▼

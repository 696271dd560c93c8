//! # Command Registry
//!
//! Scans the command directory, parses every definition file and maps each
//! command name to its handler. The registry is built once at startup and only
//! read afterwards.

use anyhow::{Context, Result};
use std::collections::HashMap;
use std::fs;
use std::path::{Path, PathBuf};
use std::sync::Arc;

use crate::application::parsing::is_valid_command_name;
use crate::domain::traits::Command;
use crate::domain::types::{CommandDefinition, CommandSummary};
use crate::interface::commands;
use crate::strings::logs;

/// File extensions recognised as command definitions.
pub const DEFINITION_EXTENSIONS: [&str; 3] = ["yaml", "yml", "json"];

#[derive(Default)]
pub struct CommandRegistry {
    commands: HashMap<String, Arc<dyn Command>>,
}

impl CommandRegistry {
    pub fn new() -> Self {
        Self::default()
    }

    /// Builds the registry from every definition file in `dir`.
    /// Files are registered in filename order, so on duplicate names the last file wins.
    pub fn load(dir: impl AsRef<Path>) -> Result<Self> {
        let dir = dir.as_ref();
        let mut registry = Self::new();

        for path in definition_files(dir)? {
            let definition = read_definition(&path)?;
            let command = commands::build(definition)
                .with_context(|| format!("Invalid command definition {}", path.display()))?;
            tracing::debug!("{}", logs::command_loaded(command.name(), &path.display().to_string()));
            registry.register(command);
        }

        tracing::info!("{}", logs::registry_built(registry.len(), &dir.display().to_string()));
        Ok(registry)
    }

    /// Inserts a command, returning the one it replaced.
    pub fn register(&mut self, command: Arc<dyn Command>) -> Option<Arc<dyn Command>> {
        let name = command.name().to_string();
        let previous = self.commands.insert(name.clone(), command);
        if previous.is_some() {
            tracing::warn!("{}", logs::command_overridden(&name));
        }
        previous
    }

    pub fn get(&self, name: &str) -> Option<&Arc<dyn Command>> {
        self.commands.get(name)
    }

    pub fn len(&self) -> usize {
        self.commands.len()
    }

    pub fn is_empty(&self) -> bool {
        self.commands.is_empty()
    }

    /// Registered names, sorted.
    pub fn names(&self) -> Vec<&str> {
        let mut names: Vec<&str> = self.commands.keys().map(String::as_str).collect();
        names.sort_unstable();
        names
    }

    pub fn summaries(&self) -> Vec<CommandSummary> {
        self.names()
            .into_iter()
            .filter_map(|name| self.commands.get(name))
            .map(|cmd| CommandSummary {
                name: cmd.name().to_string(),
                description: cmd.description().to_string(),
            })
            .collect()
    }
}

/// Lists definition files directly inside `dir`, sorted by file name.
pub fn definition_files(dir: &Path) -> Result<Vec<PathBuf>> {
    let entries = fs::read_dir(dir)
        .with_context(|| format!("Failed to read command directory {}", dir.display()))?;

    let mut files = Vec::new();
    for entry in entries {
        let path = entry
            .with_context(|| format!("Failed to read entry in {}", dir.display()))?
            .path();
        if path.is_file() && has_definition_extension(&path) {
            files.push(path);
        } else {
            tracing::trace!("Skipping {}", path.display());
        }
    }
    files.sort();
    Ok(files)
}

fn has_definition_extension(path: &Path) -> bool {
    path.extension()
        .and_then(|ext| ext.to_str())
        .is_some_and(|ext| DEFINITION_EXTENSIONS.contains(&ext.to_ascii_lowercase().as_str()))
}

/// Reads and validates a single definition file. JSON is picked by extension,
/// everything else is parsed as YAML.
pub fn read_definition(path: &Path) -> Result<CommandDefinition> {
    let content = fs::read_to_string(path)
        .with_context(|| format!("Failed to read {}", path.display()))?;

    let is_json = path
        .extension()
        .and_then(|ext| ext.to_str())
        .is_some_and(|ext| ext.eq_ignore_ascii_case("json"));

    let mut definition: CommandDefinition = if is_json {
        serde_json::from_str(&content)
            .with_context(|| format!("Failed to parse {}", path.display()))?
    } else {
        serde_yaml::from_str(&content)
            .with_context(|| format!("Failed to parse {}", path.display()))?
    };

    definition.name = definition.name.trim().to_lowercase();
    if !is_valid_command_name(&definition.name) {
        anyhow::bail!(
            "Invalid command name {:?} in {}",
            definition.name,
            path.display()
        );
    }
    Ok(definition)
}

▲

### YOUR GOAL
Every line above that contains "logs" counts once. Give the number of those lines and nothing more.

### ANSWER SPACE
4